I come across many IT Executives whom perceive their cyber security to be adequate, sometimes even whilst I am telling them that via passive OSINT I can see a way in right now. I find much of the time it is only their perception since if they have not ever engaged a penetration test then it simply isn’t possible to really know if you’re vulnerable or not. In all honesty, it is an attitude from these top level decision makers that can solely render a company insecure just awaiting that critical hack. Maybe controversial, but truthful, I notice this trend frequently as I sell my services as a freelancer and you’d be surprised some of these companies have a turnover of 50m+. Simply because the IT director has their antivirus up to date they sometimes feel secure…. You know, anti virus and firewalls do not stop hackers, sometimes its better for a hacker that you do have them, they could be exploitable or misconfigured. For anti-virus hackers have FUD’s (fully undetectable payloads) and for firewalls hackers have reverse connection tools, and encrypted tunnelling through common ports.

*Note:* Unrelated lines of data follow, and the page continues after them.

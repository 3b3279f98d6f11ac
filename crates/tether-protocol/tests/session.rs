//! End-to-end sessions over loopback TCP against the simulated target

use std::sync::{mpsc, Arc, Mutex};
use std::thread::{self, JoinHandle};
use std::time::Duration;

use tether_core::{AnyRange, DataBuf, RegValue};
use tether_protocol::event::linux;
use tether_protocol::sim::{self, Action, SimTarget, CODE_BASE, INSTRUCTION_LEN, MEMORY_BASE};
use tether_protocol::{
    initialize, BackEnd, BackEndConfig, BackEndFeatures, BackEndType, Commands, Completion, ContinueMode,
    EventDetails, FrontEnd, FrontEndConfig, FrontEndFeatures, InitializeFlags, InterfaceId, LogNotifications,
    Notifications, NotifyOutcome, Os, ProtocolError, ProtocolResult, Reg, RemoteCommands, SessionEnd, SessionState,
    StopReason, ThreadId, ThreadNotifications,
};
use tether_utils::SessionConfig;

const T1: ThreadId = ThreadId(1);
const T2: ThreadId = ThreadId(2);

type BackEndThread = JoinHandle<(SimTarget, ProtocolResult<SessionEnd>)>;

fn pc_at(n: u64) -> u64
{
    CODE_BASE + n * INSTRUCTION_LEN
}

fn session_config() -> SessionConfig
{
    SessionConfig::default()
        .with_poll_interval(Duration::from_millis(10))
        .with_connect_timeout(Some(Duration::from_secs(5)))
}

fn serve(back: &mut BackEnd, target: &mut SimTarget) -> ProtocolResult<SessionEnd>
{
    let connected = back.connect_from_client(Some(Duration::from_secs(5)))?;
    assert_eq!(connected, Completion::Ok);
    target.attach(back.notification_sender());
    target.set_stop_mode(back.front_end_features().into());
    back.set_registers(sim::register_set()?)?;
    target.report_initial_stop()?;
    back.handle_commands(target)
}

struct Harness
{
    front: FrontEnd,
    remote: RemoteCommands,
    back: BackEndThread,
}

impl Harness
{
    /// Connect a front-end to a simulated back-end without installing
    /// registers on the front-end
    fn connect(target: SimTarget, features: BackEndFeatures, front_features: FrontEndFeatures) -> Self
    {
        initialize(InitializeFlags::TCP).unwrap();
        let mut back = BackEnd::new(
            BackEndConfig::server(0)
                .with_kind(BackEndType::Simulator)
                .with_features(features)
                .with_os(Os::host())
                .with_session(session_config()),
        )
        .unwrap();
        let port = back.server_info().unwrap().local_port;
        let handle = thread::spawn(move || {
            let mut target = target;
            let result = serve(&mut back, &mut target);
            (target, result)
        });

        let front = FrontEnd::new(
            FrontEndConfig::client("127.0.0.1", port)
                .with_features(front_features)
                .with_session(session_config()),
        )
        .unwrap();
        let remote = front.connect_to_server().unwrap();
        Self {
            front,
            remote,
            back: handle,
        }
    }

    fn start(target: SimTarget, features: BackEndFeatures) -> Self
    {
        let harness = Self::connect(target, features, FrontEndFeatures::empty());
        harness.front.set_registers(sim::register_set().unwrap()).unwrap();
        harness
    }

    fn resume(&mut self, threads: &[(ThreadId, ContinueMode)])
    {
        for (thread, mode) in threads {
            self.remote.set_continue_mode(*thread, *mode, None).unwrap();
        }
        self.remote.continue_threads().unwrap();
        assert_eq!(self.front.state(), SessionState::RunMode);
    }

    fn wait(&self, recorder: &mut Recorder) -> NotifyOutcome
    {
        self.front.handle_notifications(recorder, true).unwrap()
    }

    /// Wait for a notification that must arrive
    fn dispatch(&self, recorder: &mut Recorder)
    {
        assert_eq!(self.wait(recorder), NotifyOutcome::Dispatched);
    }

    fn finish(self) -> (SimTarget, SessionEnd)
    {
        let (target, result) = self.back.join().unwrap();
        (target, result.unwrap())
    }
}
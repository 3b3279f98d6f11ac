//! # TCP Transport
//!
//! Listening, accepting and connecting, plus the handshake both endpoints
//! run once a socket is up. Accepting polls a non-blocking listener so that
//! a pending accept can be interrupted.

use std::net::{SocketAddr, TcpListener, TcpStream, ToSocketAddrs};
use std::thread;
use std::time::{Duration, Instant};

use tracing::{debug, info, warn};
use tether_utils::SessionConfig;

use crate::debug_log::DebugLog;
use crate::error::{ProtocolError, ProtocolResult};
use crate::types::EndpointOptions;
use crate::wire::{FrameReader, FrameWriter, Hello, Message, PROTOCOL_VERSION};

const LOOPBACK: &str = "127.0.0.1";

/// Read and write halves of an established session socket
#[derive(Debug)]
pub(crate) struct Connection
{
    pub(crate) reader: FrameReader<TcpStream>,
    pub(crate) writer: FrameWriter<TcpStream>,
    pub(crate) peer_addr: Option<SocketAddr>,
}

/// Frame limit implied by the endpoint options
pub(crate) fn frame_limit(options: EndpointOptions, config: &SessionConfig) -> Option<usize>
{
    if options.contains(EndpointOptions::UNLIMITED_LENGTH_PACKETS) {
        None
    } else {
        Some(config.max_frame_len)
    }
}

/// Bind a listening socket for a server endpoint.
///
/// Servers only accept loopback clients unless `ALLOW_REMOTE_CLIENTS` is
/// set, in which case they bind [`SessionConfig::bind_host`].
pub(crate) fn bind(port: u16, options: EndpointOptions, config: &SessionConfig) -> ProtocolResult<TcpListener>
{
    let host = if options.contains(EndpointOptions::ALLOW_REMOTE_CLIENTS) {
        config.bind_host.as_str()
    } else {
        LOOPBACK
    };
    let listener = TcpListener::bind((host, port))?;
    listener.set_nonblocking(true)?;
    info!(address = %listener.local_addr()?, "Listening for a peer");
    Ok(listener)
}

/// Wait for a client.
///
/// Returns `Ok(None)` when `should_stop` returns true, which is checked
/// every poll interval, and [`ProtocolError::Timeout`] when `timeout`
/// elapses.
pub(crate) fn accept<F>(
    listener: &TcpListener,
    timeout: Option<Duration>,
    config: &SessionConfig,
    mut should_stop: F,
) -> ProtocolResult<Option<TcpStream>>
where
    F: FnMut() -> bool,
{
    let deadline = timeout.map(|t| Instant::now() + t);
    loop {
        if should_stop() {
            debug!("Accept interrupted");
            return Ok(None);
        }
        match listener.accept() {
            Ok((stream, addr)) => {
                info!(peer = %addr, "Accepted connection");
                stream.set_nonblocking(false)?;
                return Ok(Some(stream));
            }
            Err(e) if e.kind() == std::io::ErrorKind::WouldBlock => {}
            Err(e) => return Err(e.into()),
        }
        if deadline.is_some_and(|d| Instant::now() >= d) {
            return Err(ProtocolError::Timeout("a client connection"));
        }
        thread::sleep(config.poll_interval);
    }
}

/// Connect to a server at `host:port`.
pub(crate) fn connect(host: &str, port: u16, config: &SessionConfig) -> ProtocolResult<TcpStream>
{
    let mut last_err = None;
    for addr in (host, port).to_socket_addrs()? {
        let attempt = match config.connect_timeout {
            Some(timeout) => TcpStream::connect_timeout(&addr, timeout),
            None => TcpStream::connect(addr),
        };
        match attempt {
            Ok(stream) => {
                info!(server = %addr, "Connected");
                return Ok(stream);
            }
            Err(e) => {
                debug!(server = %addr, error = %e, "Connect attempt failed");
                last_err = Some(e);
            }
        }
    }
    Err(last_err.map_or_else(
        || ProtocolError::InvalidArgument(format!("{host}:{port} resolves to no address")),
        ProtocolError::Io,
    ))
}

/// Exchange [`Hello`] messages on a fresh socket.
///
/// Both sides send first and then wait for the peer, so the exchange
/// can't deadlock.
pub(crate) fn handshake(
    stream: TcpStream,
    ours: Hello,
    max_len: Option<usize>,
    config: &SessionConfig,
    log: &DebugLog,
) -> ProtocolResult<(Connection, Hello)>
{
    stream.set_nodelay(true)?;
    stream.set_read_timeout(Some(config.poll_interval))?;
    let peer_addr = stream.peer_addr().ok();
    let mut writer = FrameWriter::new(stream.try_clone()?, max_len);
    let mut reader = FrameReader::new(stream, max_len);

    let hello = Message::Hello(ours);
    log.emit(|| format!("-> {hello:?}"));
    writer.send(&hello)?;

    let deadline = config.connect_timeout.map(|t| Instant::now() + t);
    let theirs = loop {
        match reader.poll()? {
            Some(Message::Hello(hello)) => break hello,
            Some(other) => {
                return Err(ProtocolError::UnexpectedMessage(format!(
                    "{} before handshake",
                    other.kind()
                )))
            }
            None if deadline.is_some_and(|d| Instant::now() >= d) => {
                return Err(ProtocolError::Timeout("the peer's handshake"));
            }
            None => {}
        }
    };
    log.emit(|| format!("<- {theirs:?}"));

    if theirs.version != PROTOCOL_VERSION {
        warn!(ours = PROTOCOL_VERSION, theirs = theirs.version, "Protocol version mismatch");
        return Err(ProtocolError::UnexpectedMessage(format!(
            "peer speaks protocol version {}",
            theirs.version
        )));
    }

    Ok((
        Connection {
            reader,
            writer,
            peer_addr,
        },
        theirs,
    ))
}
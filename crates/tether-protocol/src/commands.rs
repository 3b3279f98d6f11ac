//! # Commands and Notifications
//!
//! The debugger drives the target through [`Commands`] and the target reports
//! back through [`Notifications`].
//!
//! Both directions are implemented twice. On the front-end side,
//! [`RemoteCommands`](crate::RemoteCommands) implements [`Commands`] by
//! sending requests to the back-end, and the debugger implements
//! [`Notifications`] to receive stops. On the back-end side, the target
//! implements [`Commands`] and uses
//! [`NotificationSender`](crate::NotificationSender), which implements
//! [`Notifications`], to report stops.
//!
//! ## Modes
//!
//! Commands are only valid in command mode. The single exception is
//! [`Commands::break_target`], which is valid in run mode and a no-op in
//! command mode. Notifications are only valid in run mode.
//!
//! ## Capabilities
//!
//! Optional interfaces are reached through accessors such as
//! [`Commands::breakpoints`], or generically through
//! [`Commands::interface`]. An accessor returns `None` when the back-end
//! doesn't advertise the matching [`BackEndFeatures`](crate::types::BackEndFeatures) bit.

use tether_core::{AnyAddr, AnyRange, DataBuf, RegValue};

use crate::error::ProtocolResult;
use crate::event::{Event, EventDetails};
use crate::types::{
    ContinueMode, CustomCommandReply, ImageId, ImageInfo, ImageNotifications, InterfaceId, ProcessId, Reg, StopReason,
    ThreadId, ThreadInfo, ThreadNotifications,
};

/// Commands the debugger sends to the target
pub trait Commands
{
    /// Number of threads in the target
    fn thread_count(&mut self) -> ProtocolResult<usize>;

    /// ID of the `index`th thread, or [`ThreadId::INVALID`] past the end
    fn thread_id(&mut self, index: usize) -> ProtocolResult<ThreadId>;

    /// The thread that triggered the current stop
    fn focus_thread(&mut self) -> ProtocolResult<ThreadId>;

    fn thread_exists(&mut self, thread: ThreadId) -> ProtocolResult<bool>;

    /// Choose how `thread` behaves at the next [`Commands::continue_threads`].
    ///
    /// The setting lasts until the next resume; threads without a setting
    /// stay frozen. The `*NewEvent` modes need `event`.
    fn set_continue_mode(&mut self, thread: ThreadId, mode: ContinueMode, event: Option<EventDetails>)
        -> ProtocolResult<()>;

    /// Resume the target according to the continue modes and switch to
    /// run mode.
    ///
    /// Fails when every thread is frozen.
    fn continue_threads(&mut self) -> ProtocolResult<()>;

    /// Why `thread` stopped
    ///
    /// A thread that stayed frozen keeps the reason from its last stop.
    fn thread_stop_reason(&mut self, thread: ThreadId) -> ProtocolResult<StopReason>;

    /// Event `thread` stopped with, for [`StopReason::Event`]
    fn thread_stop_event(&mut self, thread: ThreadId) -> ProtocolResult<EventDetails>;

    /// Ask a running target to stop. A no-op in command mode.
    fn break_target(&mut self) -> ProtocolResult<()>;

    /// Terminate the target and end the session
    fn kill(&mut self) -> ProtocolResult<()>;

    /// Let the target run free and end the session
    fn detach(&mut self) -> ProtocolResult<()>;

    fn register_value(&mut self, thread: ThreadId, reg: Reg) -> ProtocolResult<RegValue>;

    fn set_register_value(&mut self, thread: ThreadId, reg: Reg, value: &RegValue) -> ProtocolResult<()>;

    /// Read target memory.
    ///
    /// The result may be shorter than `range` when part of it isn't
    /// readable.
    fn memory_value(&mut self, range: AnyRange) -> ProtocolResult<DataBuf>;

    /// Write target memory, returning the number of bytes written
    fn set_memory_value(&mut self, addr: AnyAddr, value: &DataBuf) -> ProtocolResult<usize>;

    fn breakpoints(&mut self) -> Option<&mut dyn Breakpoints>
    {
        None
    }

    fn custom_breakpoints(&mut self) -> Option<&mut dyn CustomBreakpoints>
    {
        None
    }

    fn custom_commands(&mut self) -> Option<&mut dyn CustomCommands>
    {
        None
    }

    fn kill_with_notification(&mut self) -> Option<&mut dyn KillWithNotification>
    {
        None
    }

    fn target_description(&mut self) -> Option<&mut dyn TargetDescription>
    {
        None
    }

    fn event_interception(&mut self) -> Option<&mut dyn EventInterception>
    {
        None
    }

    fn image_extensions(&mut self) -> Option<&mut dyn ImageExtensions>
    {
        None
    }

    fn thread_extensions(&mut self) -> Option<&mut dyn ThreadExtensions>
    {
        None
    }

    fn process_info(&mut self) -> Option<&mut dyn ProcessInfo>
    {
        None
    }

    /// Look up a capability by ID.
    ///
    /// Returns `None` if the capability is unsupported.
    fn interface(&mut self, id: InterfaceId) -> Option<Capability<'_>>
    {
        match id {
            InterfaceId::Breakpoints => self.breakpoints().map(Capability::Breakpoints),
            InterfaceId::CustomBreakpoints => self.custom_breakpoints().map(Capability::CustomBreakpoints),
            InterfaceId::CustomCommands => self.custom_commands().map(Capability::CustomCommands),
            InterfaceId::KillWithNotification => self.kill_with_notification().map(Capability::KillWithNotification),
            InterfaceId::TargetDescription => self.target_description().map(Capability::TargetDescription),
            InterfaceId::EventInterception => self.event_interception().map(Capability::EventInterception),
            InterfaceId::ImageExtensions => self.image_extensions().map(Capability::ImageExtensions),
            InterfaceId::ThreadExtensions => self.thread_extensions().map(Capability::ThreadExtensions),
            InterfaceId::ProcessInfo => self.process_info().map(Capability::ProcessInfo),
        }
    }
}

/// Borrowed capability returned by [`Commands::interface`]
pub enum Capability<'a>
{
    Breakpoints(&'a mut dyn Breakpoints),
    CustomBreakpoints(&'a mut dyn CustomBreakpoints),
    CustomCommands(&'a mut dyn CustomCommands),
    KillWithNotification(&'a mut dyn KillWithNotification),
    TargetDescription(&'a mut dyn TargetDescription),
    EventInterception(&'a mut dyn EventInterception),
    ImageExtensions(&'a mut dyn ImageExtensions),
    ThreadExtensions(&'a mut dyn ThreadExtensions),
    ProcessInfo(&'a mut dyn ProcessInfo),
}

impl Capability<'_>
{
    #[must_use]
    pub fn id(&self) -> InterfaceId
    {
        match self {
            Capability::Breakpoints(_) => InterfaceId::Breakpoints,
            Capability::CustomBreakpoints(_) => InterfaceId::CustomBreakpoints,
            Capability::CustomCommands(_) => InterfaceId::CustomCommands,
            Capability::KillWithNotification(_) => InterfaceId::KillWithNotification,
            Capability::TargetDescription(_) => InterfaceId::TargetDescription,
            Capability::EventInterception(_) => InterfaceId::EventInterception,
            Capability::ImageExtensions(_) => InterfaceId::ImageExtensions,
            Capability::ThreadExtensions(_) => InterfaceId::ThreadExtensions,
            Capability::ProcessInfo(_) => InterfaceId::ProcessInfo,
        }
    }
}

impl std::fmt::Debug for Capability<'_>
{
    fn fmt(&self, f: &mut std::fmt::Formatter<'_>) -> std::fmt::Result
    {
        f.debug_tuple("Capability").field(&self.id()).finish()
    }
}

/// Breakpoints implemented by the back-end
///
/// Breakpoints have hardware semantics: a thread stops *before* executing
/// the instruction at the breakpoint address, and resuming simply executes
/// it. Threads stopped at a breakpoint report [`StopReason::Breakpoint`].
pub trait Breakpoints
{
    /// Insert a breakpoint at `addr`, returning whether it was set.
    ///
    /// `size` is the size of the breakpoint instruction the debugger
    /// would use, or 0 if unknown.
    fn set_breakpoint(&mut self, addr: AnyAddr, size: usize) -> ProtocolResult<bool>;

    /// Remove the breakpoint at `addr`, returning whether one was there
    fn clear_breakpoint(&mut self, addr: AnyAddr) -> ProtocolResult<bool>;
}

/// Back-end defined breakpoints that explain themselves
pub trait CustomBreakpoints
{
    /// Message for a thread stopped with [`StopReason::CustomBreak`].
    ///
    /// Empty for threads stopped for any other reason.
    fn thread_stop_message(&mut self, thread: ThreadId) -> ProtocolResult<String>;
}

/// Free-form text commands interpreted by the back-end
pub trait CustomCommands
{
    fn custom_command(&mut self, thread: ThreadId, command: &str) -> ProtocolResult<CustomCommandReply>;
}

/// Kill that reports the exit through a notification
pub trait KillWithNotification
{
    /// Terminate the target with `exit_code` and switch to run mode.
    ///
    /// The back-end then reports the termination as a normal exit
    /// notification.
    fn kill_with_notification(&mut self, exit_code: i64) -> ProtocolResult<()>;
}

/// Target description documents
pub trait TargetDescription
{
    /// Contents of the named document, empty if unknown
    fn target_description(&mut self, name: &str) -> ProtocolResult<DataBuf>;
}

/// Control over which events stop the target
///
/// All events are intercepted by default. Settings are sticky and take
/// effect at the next resume.
pub trait EventInterception
{
    /// Deliver `event` straight to the target without stopping
    fn mark_event_not_intercepted(&mut self, event: Event) -> ProtocolResult<()>;

    /// Intercept every event again
    fn mark_all_events_intercepted(&mut self) -> ProtocolResult<()>;
}

/// Image load and unload tracking
pub trait ImageExtensions
{
    /// Choose which image events stop the target. Nothing stops by
    /// default.
    fn set_image_notifications(&mut self, flags: ImageNotifications) -> ProtocolResult<()>;

    fn image_count(&mut self) -> ProtocolResult<usize>;

    fn image_id(&mut self, index: usize) -> ProtocolResult<ImageId>;

    fn image_info(&mut self, image: ImageId) -> ProtocolResult<ImageInfo>;

    /// Image involved in a [`StopReason::ImageLoad`] or
    /// [`StopReason::ImageUnload`] stop
    fn thread_stop_image(&mut self, thread: ThreadId) -> ProtocolResult<ImageId>;
}

/// Thread lifecycle tracking
pub trait ThreadExtensions
{
    /// Choose which thread events stop the target. Nothing stops by
    /// default.
    fn set_thread_notifications(&mut self, flags: ThreadNotifications) -> ProtocolResult<()>;

    fn thread_info(&mut self, thread: ThreadId) -> ProtocolResult<ThreadInfo>;

    /// Exit status of a thread stopped with [`StopReason::ThreadExit`]
    fn thread_exit_status(&mut self, thread: ThreadId) -> ProtocolResult<i64>;
}

/// Process-wide facts
pub trait ProcessInfo
{
    fn process_id(&mut self) -> ProtocolResult<ProcessId>;

    /// Address of the dynamic loader's information block, 0 if none
    fn loader_info_addr(&mut self) -> ProtocolResult<AnyAddr>;

    /// Architecture name of the target application
    fn target_arch(&mut self) -> ProtocolResult<String>;
}

/// Reports from the target to the debugger
///
/// Exactly one method is called per stop or termination.
pub trait Notifications
{
    /// The target stopped; `focus` is the thread that triggered the stop.
    fn notify_stopped(&mut self, focus: ThreadId) -> ProtocolResult<()>;

    /// The target exited with `exit_code`.
    fn notify_terminated_exit(&mut self, exit_code: i64) -> ProtocolResult<()>;

    /// The target was terminated by `event`.
    fn notify_terminated_event(&mut self, event: EventDetails) -> ProtocolResult<()>;
}

/// Receiver of an endpoint's debug log
///
/// Endpoints report every protocol message they send or receive to each
/// registered receiver.
pub trait LogNotifications: Send + Sync
{
    fn notify_log_message(&self, message: &str);
}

Working in maritime cyber security, it is sometimes fortunate that it is best practice that cyber security is managed by top level executives and not by the IT department. I see why some may consider the UN’s IMO best practice guidelines as a plausible option since some IT departments may not wish to know that over the years they have been wide open or even compromised already as they feel responsible.

Cyber attacks can close companies overnight, by human nature we are reactive, we react once something happens, in the cyber security realm this may be too late. Just don’t be company C.